### The input ###

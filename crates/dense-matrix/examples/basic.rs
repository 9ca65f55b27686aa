//! Basic tour of dense matrices: construction, views, index sets,
//! arithmetic and the multiply kernel.
//!
//! Run with `RUST_LOG=dense_matrix=debug` to see rejected operations logged.

use dense_matrix::prelude::*;
use tracing_subscriber::{layer::SubscriberExt, util::SubscriberInitExt, EnvFilter, Registry};

fn main() {
    let filter = EnvFilter::try_from_default_env().unwrap_or_else(|_| EnvFilter::new("info"));
    Registry::default()
        .with(filter)
        .with(tracing_subscriber::fmt::layer().with_target(true))
        .init();

    println!("Dense Matrix - Basic Example\n");
    println!("{}\n", dense_matrix::version_info());

    let a = FloatMatrix::from_row_major(
        &[
            1.0, 2.0, 3.0, //
            4.0, 5.0, 6.0, //
            7.0, 8.0, 9.0, //
        ],
        3,
        3,
    );
    println!("A =\n{:.1}\n", a);

    // Index sets select column-major positions
    let diag = diagonal_indexes(&a);
    let col = column_indexes(&a, 2);
    println!("diagonal positions {:?}, column 2 positions {:?}", diag, col);
    println!(
        "trace = {}, max of column 2 = {}\n",
        a.sum_at(&diag),
        a.max_at(&col)
    );

    // In-place updates through a view write into the owner
    let mut b = a.clone();
    b.submatrix_mut(1, 1, 2, 2).scale(-1.0);
    b.add_at(100.0, &[-1]);
    println!("B (lower-right block negated, last element shifted) =\n{:.1}\n", b);

    // Element-wise arithmetic reports shape mismatches as errors
    match a.plus(&FloatMatrix::zeros(2, 3)) {
        Ok(_) => println!("unexpected success"),
        Err(err) => println!("A + zeros(2, 3): {}\n", err),
    }

    // Matrix product through the zero-skipping kernel
    let d = FloatMatrix::diagonal(3, 2.0);
    match a.matmul(&d) {
        Ok(c) => println!("A * 2I =\n{:.1}\n", c),
        Err(err) => println!("matmul failed: {}", err),
    }

    let z = ComplexMatrix::with_value(2, 2, dense_matrix::Complex64::new(0.0, 1.0));
    if let Ok(zz) = &z * &z {
        println!("(iJ)^2 =\n{:.1}", zz);
    }

    println!("\nDone!");
}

###

Problem description ::
Once more, write out the entries exactly as they were written.

Exercise output ::
filename crates/dense-matrix/examples/basic.rs
repository 9ca65f55b27686aa
//! Basic tour of dense matrices: construction, views, index sets,
//! arithmetic and the multiply kernel.
//!
//! Run with `RUST_LOG=dense_matrix=debug` to see rejected operations logged.

use dense_matrix::prelude::*;
use tracing_subscriber::{layer::SubscriberExt, util::SubscriberInitExt, EnvFilter, Registry};

fn main() {
    let filter = EnvFilter::try_from_default_env().unwrap_or_else(|_| EnvFilter::new("info"));
    Registry::default()
        .with(filter)
        .with(tracing_subscriber::fmt::layer().with_target(true))
        .init();

    println!("Dense Matrix - Basic Example\n");
    println!("{}\n", dense_matrix::version_info());

    let a = FloatMatrix::from_row_major(
        &[
            1.0, 2.0, 3.0, //
            4.0, 5.0, 6.0, //
            7.0, 8.0, 9.0, //
        ],
        3,
        3,
    );
    println!("A =\n{:.1}\n", a);

    // Index sets select column-major positions
    let diag = diagonal_indexes(&a);
    let col = column_indexes(&a, 2);
    println!("diagonal positions {:?}, column 2 positions {:?}", diag, col);
    println!(
        "trace = {}, max of column 2 = {}\n",
        a.sum_at(&diag),
        a.max_at(&col)
    );

    // In-place updates through a view write into the owner
    let mut b = a.clone();
    b.submatrix_mut(1, 1, 2, 2).scale(-1.0);
    b.add_at(100.0, &[-1]);
    println!("B (lower-right block negated, last element shifted) =\n{:.1}\n", b);

    // Element-wise arithmetic reports shape mismatches as errors
    match a.plus(&FloatMatrix::zeros(2, 3)) {
        Ok(_) => println!("unexpected success"),
        Err(err) => println!("A + zeros(2, 3): {}\n", err),
    }

    // Matrix product through the zero-skipping kernel
    let d = FloatMatrix::diagonal(3, 2.0);
    match a.matmul(&d) {
        Ok(c) => println!("A * 2I =\n{:.1}\n", c),
        Err(err) => println!("matmul failed: {}", err),
    }

    let z = ComplexMatrix::with_value(2, 2, dense_matrix::Complex64::new(0.0, 1.0));
    if let Ok(zz) = &z * &z {
        println!("(iJ)^2 =\n{:.1}", zz);
    }

    println!("\nDone!");
}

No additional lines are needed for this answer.